I am working with the DirectCollocation class and an often getting trajectory solutions with large oscillations (sometimes in the position, almost always in the velocity). These oscillations seem to happen between the sample points, so I was thinking it may be due to the dynamics constraints applied at the intermediate collocation points, but I've had trouble figuring out where to go from here.
These oscillations seem to appear mainly when the joints have dampening applied via <dynamics damping="0.1"/>, but without dampening, other problems and spastic behaviors occur.
Here is the code: https://github.com/louietouie/oscillating_ping_pong/tree/main. I've cut down on the constraints I plan to use (I usually also constrain end-effector cartesian velocity, joint position and velocity limits, u limits, but cut out these to create this minimum example).
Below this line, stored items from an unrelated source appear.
mod common;

use common::{count_rows, create_test_dir, sqlite_with, write_file};
use dbmods::execution::{ExecutionEngine, TransactionalExecutionEngine};
use dbmods::migration::{MigrationEngine, MigrationError, MigrationEvent};
use dbmods::mods::{CatalogError, ModCatalog};
use dbmods::utils::default_external_sql_dir;
use std::path::Path;
use std::sync::mpsc;

const MODS_XML: &str = r#"<?xml version="1.0" encoding="utf-8"?>
<mods>
  <mod author="alice" from="0.0" to="1.0" date="2024-01-10">
    <comment>Version table and items</comment>
    <steps>
      <step type="inline_sql">
        CREATE TABLE versions (versionid INTEGER PRIMARY KEY AUTOINCREMENT,
            version varchar(32), revision varchar(32), applied varchar(32))
      </step>
      <step type="inline_sql">CREATE TABLE items (id INTEGER PRIMARY KEY, name varchar(64))</step>
    </steps>
  </mod>
  <mod author="bob" from="1.0" to="1.1" date="2024-02-01">
    <comment>Seed items</comment>
    <steps>
      <step type="external_sql">seed_items.sql</step>
    </steps>
  </mod>
  <mod author="bob" from="1.1" to="1.2" ifTableNotExists="items">
    <steps>
      <step type="inline_sql">CREATE TABLE items (id INTEGER)</step>
    </steps>
  </mod>
</mods>"#;

const SEED_SQL: &str = "INSERT INTO %TABLE% (name) VALUES ('first');
GO
INSERT INTO %TABLE% (name) VALUES ('second')";

const FAILING_MODS_XML: &str = r#"<mods>
  <mod author="alice" from="0.0" to="1.0">
    <steps>
      <step type="inline_sql">
        CREATE TABLE versions (versionid INTEGER PRIMARY KEY AUTOINCREMENT,
            version varchar(32), revision varchar(32), applied varchar(32))
      </step>
    </steps>
  </mod>
  <mod author="dave" from="1.0" to="1.1">
    <steps>
      <step type="inline_sql">CREATE TABLE audit (x int)</step>
      <step type="inline_sql">INSERT INTO nowhere VALUES (1)</step>
    </steps>
  </mod>
</mods>"#;

fn load_engine(mods_file: &Path) -> MigrationEngine {
    let catalog = ModCatalog::load(mods_file).expect("Should load mods");
    MigrationEngine::new(catalog).with_external_sql_dir(default_external_sql_dir(mods_file))
}

fn sqlite_engine(merge: bool) -> TransactionalExecutionEngine {
    TransactionalExecutionEngine::new(Box::new(sqlite_with("")), merge)
}

fn finished_mods(events: &[MigrationEvent]) -> Vec<(String, bool, bool)> {
    events
        .iter()
        .filter_map(|e| match e {
            MigrationEvent::FinishedApplyMod {
                mod_info,
                success,
                skipped,
                ..
            } => Some((mod_info.to.clone(), *success, *skipped)),
            _ => None,
        })
        .collect()
}

#[test]
fn test_update_from_empty_database() {
    let temp_dir = create_test_dir();
    let mods_file = write_file(temp_dir.path(), "mods.xml", MODS_XML);
    write_file(temp_dir.path(), "ExternalSql/seed_items.sql", SEED_SQL);

    let mut migration = load_engine(&mods_file).with_parameter("TABLE", "items");
    let (tx, rx) = mpsc::channel();
    migration.add_listener(Box::new(tx));

    let mut engine = sqlite_engine(false);
    let current = engine.db_version();
    assert_eq!(current, "0.0");

    let reached = migration
        .update_db(&mut engine, &current, None)
        .expect("Should update");
    assert_eq!(reached, "1.2");
    assert_eq!(engine.db_version(), "1.2");

    let conn = engine.connection();
    assert_eq!(count_rows(conn, "versions"), 3);
    assert_eq!(count_rows(conn, "items"), 2);

    // The items table already exists, so the last mod is skipped
    let events: Vec<MigrationEvent> = rx.try_iter().collect();
    assert_eq!(
        finished_mods(&events),
        vec![
            ("1.0".to_string(), true, false),
            ("1.1".to_string(), true, false),
            ("1.2".to_string(), true, true),
        ]
    );
}

#[test]
fn test_update_to_requested_version_only() {
    let temp_dir = create_test_dir();
    let mods_file = write_file(temp_dir.path(), "mods.xml", MODS_XML);
    write_file(temp_dir.path(), "ExternalSql/seed_items.sql", SEED_SQL);

    let mut migration = load_engine(&mods_file).with_parameter("TABLE", "items");
    let mut engine = sqlite_engine(false);

    let reached = migration
        .update_db(&mut engine, "0.0", Some("1.0"))
        .expect("Should update");
    assert_eq!(reached, "1.0");
    assert_eq!(engine.db_version(), "1.0");
    assert_eq!(count_rows(engine.connection(), "items"), 0);

    // A second run picks up where the first stopped
    let current = engine.db_version();
    let reached = migration
        .update_db(&mut engine, &current, None)
        .expect("Should update");
    assert_eq!(reached, "1.2");
    assert_eq!(count_rows(engine.connection(), "items"), 2);
}

#[test]
fn test_failed_step_stops_at_last_reached_version() {
    let temp_dir = create_test_dir();
    let mods_file = write_file(temp_dir.path(), "mods.xml", FAILING_MODS_XML);

    let mut migration = load_engine(&mods_file);
    let (tx, rx) = mpsc::channel();
    migration.add_listener(Box::new(tx));
    let mut engine = sqlite_engine(false);

    let reached = migration
        .update_db(&mut engine, "0.0", None)
        .expect("Catalog is valid");
    assert_eq!(reached, "1.0");
    assert_eq!(engine.db_version(), "1.0");

    // Without merged transactions every step commits on its own
    assert!(engine.does_table_exist("audit", ""));

    let events: Vec<MigrationEvent> = rx.try_iter().collect();
    let failure = events.iter().find_map(|e| match e {
        MigrationEvent::FinishedApplyMod {
            success: false,
            failed_step,
            error,
            ..
        } => Some((failed_step.clone(), error.clone())),
        _ => None,
    });
    let (failed_step, error) = failure.expect("Should report the failed mod");
    let failed_step = failed_step.expect("Should name the failed step");
    assert_eq!(failed_step.author, "dave");
    assert_eq!(failed_step.step_number, 2);
    assert_eq!(failed_step.step_type, "inline_sql");
    assert_eq!(failed_step.step_content, "INSERT INTO nowhere VALUES (1)");
    assert!(error.expect("Should carry the error").contains("nowhere"));
}

#[test]
fn test_merged_failure_rolls_back_the_open_transaction() {
    let temp_dir = create_test_dir();
    let mods_file = write_file(temp_dir.path(), "mods.xml", FAILING_MODS_XML);

    let mut migration = load_engine(&mods_file);
    let mut engine = sqlite_engine(true);

    let reached = migration
        .update_db(&mut engine, "0.0", None)
        .expect("Catalog is valid");
    assert_eq!(reached, "1.0");

    // The failure rolled back everything the shared transaction held,
    // including the version table created by the first mod
    assert!(!engine.in_transaction());
    assert!(!engine.does_table_exist("versions", ""));
    assert!(!engine.does_table_exist("audit", ""));
    assert_eq!(engine.db_version(), "0.0");
    engine
        .commit_existing_transaction()
        .expect("Nothing left to commit");
}

#[test]
fn test_merged_success_needs_final_commit() {
    let temp_dir = create_test_dir();
    let mods_file = write_file(temp_dir.path(), "mods.xml", MODS_XML);
    write_file(temp_dir.path(), "ExternalSql/seed_items.sql", SEED_SQL);

    let mut migration = load_engine(&mods_file).with_parameter("TABLE", "items");
    let mut engine = sqlite_engine(true);

    migration
        .update_db(&mut engine, "0.0", None)
        .expect("Should update");
    assert!(engine.in_transaction());
    engine
        .commit_existing_transaction()
        .expect("Should commit");
    assert!(!engine.in_transaction());
    assert_eq!(engine.db_version(), "1.2");
}

#[test]
fn test_missing_external_sql_file_fails_the_mod() {
    let temp_dir = create_test_dir();
    let mods_file = write_file(temp_dir.path(), "mods.xml", MODS_XML);

    let mut migration = load_engine(&mods_file).with_parameter("TABLE", "items");
    let (tx, rx) = mpsc::channel();
    migration.add_listener(Box::new(tx));
    let mut engine = sqlite_engine(false);

    let reached = migration
        .update_db(&mut engine, "0.0", None)
        .expect("Catalog is valid");
    assert_eq!(reached, "1.0");

    let error = rx.try_iter().find_map(|e| match e {
        MigrationEvent::FinishedApplyStep {
            success: false,
            error,
            ..
        } => error,
        _ => None,
    });
    assert!(error
        .expect("Should report the step error")
        .contains("Could not read external SQL file"));
}

#[test]
fn test_unknown_versions_are_catalog_errors() {
    let temp_dir = create_test_dir();
    let mods_file = write_file(temp_dir.path(), "mods.xml", MODS_XML);
    let mut migration = load_engine(&mods_file);
    let mut engine = sqlite_engine(false);

    let result = migration.update_db(&mut engine, "9.9", None);
    assert!(matches!(
        result,
        Err(MigrationError::CatalogError(CatalogError::CurrentVersionMissing(_)))
    ));

    let result = migration.get_num_mods("0.0", Some("3.0"));
    assert!(matches!(
        result,
        Err(MigrationError::CatalogError(CatalogError::RequestedVersionMissing(_)))
    ));

    // No SQL ran
    assert!(!engine.does_table_exist("versions", ""));
}

#[test]
fn test_num_mods_and_listing() {
    let temp_dir = create_test_dir();
    let mods_file = write_file(temp_dir.path(), "mods.xml", MODS_XML);
    let migration = load_engine(&mods_file);

    assert_eq!(migration.get_num_mods("0.0", None).expect("Should resolve"), 3);
    assert_eq!(
        migration
            .get_num_mods("1.0", Some("1.2"))
            .expect("Should resolve"),
        2
    );
    assert_eq!(migration.get_num_mods("1.2", None).expect("Should resolve"), 0);

    // The listing loads back as the same catalog
    let listed = ModCatalog::from_xml(&migration.list_mods()).expect("Listing should parse");
    assert_eq!(listed.len(), 3);
    let guarded = listed.find("1.1", "1.2", 0).expect("Should keep the mod");
    assert_eq!(guarded.guard.if_table_not_exists.as_deref(), Some("items"));
    let seeded = listed.find("1.0", "1.1", 0).expect("Should keep the mod");
    assert_eq!(seeded.comment, "Seed items");
    assert_eq!(seeded.steps[0].content, "seed_items.sql");
}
The constraints in the sample force the robot to start at joint position (0,0,0) and move to joint position (1,1,1), starting and ending at 0 velocity.
Things I've tried:
New costs penalizing the squared difference between x_dot at adjacent sample points. I believe this failed because the problem isn't with velocity changes between sample points, but between them.
Constraints around joint limits and velocity limits, which sometimes partially hide the problem
Increasing the mass / length of the final link has helped, but then it no longer reflects the true robot.
FirstOrderHold initial guesses similar to the swing up example
More sample points (just makes the oscillations faster)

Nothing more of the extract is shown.